BY DORRIEN BELSON
Caught! Prisoner of War Number 487
BENTWYCK HENRY PUBLISHERS, £14.99
There were hundreds, indeed thousands, of prisoners of war between 1939 and 1945. Of these many wrote accounts of their experiences. Dorrien Belson has waited nearly 60 years before publishing his experiences of life in no less than six camps in Germany and Poland after having been captured at Dunkirk.
The resulting book greatly benefits from the wait and his recollection of those times is correspondingly mature and evocative.
The story he tells is all the more readable and interesting for being straightforward and is not an escape narrative but an account of comparatively ordinary events during imprisonment which provoked thoughts and reflections which are highly relevant to everyday life.

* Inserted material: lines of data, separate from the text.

//! Mock Text Generator for testing.
//!
//! Provides a configurable mock implementation of the TextGenerator port,
//! allowing tests to run without calling a real generative API.
//!
//! # Features
//!
//! - Pre-configured completions
//! - Simulated delays for timeout testing
//! - Error injection for resilience testing
//! - Call tracking for verification
//!
//! # Example
//!
//! ```ignore
//! let generator = MockTextGenerator::new()
//!     .with_completion("A concise project description.")
//!     .with_delay(Duration::from_millis(100));
//!
//! let generated = generator.generate(request).await?;
//! assert_eq!(generated.text, "A concise project description.");
//! ```

use async_trait::async_trait;
use std::collections::VecDeque;
use std::sync::{Arc, Mutex};
use std::time::Duration;
use tokio::time::sleep;

use crate::ports::{
    GeneratedText, GenerationError, GenerationRequest, GeneratorInfo, TextGenerator,
};

/// Mock text generator for testing.
///
/// Configurable to return specific completions, simulate delays, or inject
/// errors.
#[derive(Debug, Clone)]
pub struct MockTextGenerator {
    /// Pre-configured replies (consumed in order).
    replies: Arc<Mutex<VecDeque<MockReply>>>,
    /// Generator info to return.
    info: GeneratorInfo,
    /// Simulated latency per request.
    delay: Duration,
    /// Call history for verification.
    calls: Arc<Mutex<Vec<GenerationRequest>>>,
}

/// A configured mock reply.
#[derive(Debug, Clone)]
pub enum MockReply {
    /// Return a successful completion.
    Completion(String),
    /// Return an error.
    Error(MockError),
}

/// Mock error types for testing error handling.
#[derive(Debug, Clone)]
pub enum MockError {
    /// Simulate rate limiting.
    RateLimited { retry_after_secs: u32 },
    /// Simulate provider unavailable.
    Unavailable { message: String },
    /// Simulate authentication failure.
    AuthenticationFailed,
    /// Simulate network error.
    Network { message: String },
    /// Simulate timeout.
    Timeout { timeout_secs: u32 },
    /// Simulate an empty completion from the provider.
    EmptyCompletion,
}

impl From<MockError> for GenerationError {
    fn from(err: MockError) -> Self {
        match err {
            MockError::RateLimited { retry_after_secs } => {
                GenerationError::rate_limited(retry_after_secs)
            }
            MockError::Unavailable { message } => GenerationError::unavailable(message),
            MockError::AuthenticationFailed => GenerationError::AuthenticationFailed,
            MockError::Network { message } => GenerationError::network(message),
            MockError::Timeout { timeout_secs } => GenerationError::Timeout { timeout_secs },
            MockError::EmptyCompletion => GenerationError::EmptyCompletion,
        }
    }
}

impl Default for MockTextGenerator {
    fn default() -> Self {
        Self::new()
    }
}

impl MockTextGenerator {
    /// Creates a new mock generator with default settings.
    pub fn new() -> Self {
        Self {
            replies: Arc::new(Mutex::new(VecDeque::new())),
            info: GeneratorInfo::new("mock", "mock-model-1"),
            delay: Duration::ZERO,
            calls: Arc::new(Mutex::new(Vec::new())),
        }
    }

    /// Adds a successful completion to the queue.
    pub fn with_completion(self, text: impl Into<String>) -> Self {
        let mut replies = self.replies.lock().unwrap();
        replies.push_back(MockReply::Completion(text.into()));
        drop(replies);
        self
    }

    /// Adds an error reply to the queue.
    pub fn with_error(self, error: MockError) -> Self {
        let mut replies = self.replies.lock().unwrap();
        replies.push_back(MockReply::Error(error));
        drop(replies);
        self
    }

    /// Sets simulated latency per request.
    pub fn with_delay(mut self, delay: Duration) -> Self {
        self.delay = delay;
        self
    }

    /// Sets the generator info.
    pub fn with_generator_info(mut self, info: GeneratorInfo) -> Self {
        self.info = info;
        self
    }

    /// Returns the number of calls made to this generator.
    pub fn call_count(&self) -> usize {
        self.calls.lock().unwrap().len()
    }

    /// Returns all recorded calls.
    pub fn get_calls(&self) -> Vec<GenerationRequest> {
        self.calls.lock().unwrap().clone()
    }

    /// Clears the call history.
    pub fn clear_calls(&self) {
        self.calls.lock().unwrap().clear();
    }

    /// Gets the next reply or a default.
    fn next_reply(&self) -> MockReply {
        self.replies
            .lock()
            .unwrap()
            .pop_front()
            .unwrap_or_else(|| MockReply::Completion("Mock completion".to_string()))
    }
}

#[async_trait]
impl TextGenerator for MockTextGenerator {
    async fn generate(&self, request: GenerationRequest) -> Result<GeneratedText, GenerationError> {
        // Record the call
        self.calls.lock().unwrap().push(request);

        // Simulate delay
        if !self.delay.is_zero() {
            sleep(self.delay).await;
        }

        // Get configured reply
        match self.next_reply() {
            MockReply::Completion(text) => Ok(GeneratedText::new(text, &self.info.model)),
            MockReply::Error(err) => Err(err.into()),
        }
    }

    fn info(&self) -> GeneratorInfo {
        self.info.clone()
    }
}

Belson came of an illustrious military family for whom, therefore, the privation of active participation in the war was very much part of the punishment and frustration he experienced. It is also related to his conversion to Catholicism.
He had not intended to publish his experiences but merely to leave them to be read by his family. He was persuaded, however, to share them with and for the public at the advice of various friends including the late Duke of Norfolk.
The author does not give detailed reasons for his decision to seek instruction for becoming a Catholic. It is clear, however, that his long years in confinement provided providential time for deep thinking on the subject and the description of his experience and its effect on his family is movingly told.
This is a book that cannot be too highly recommended.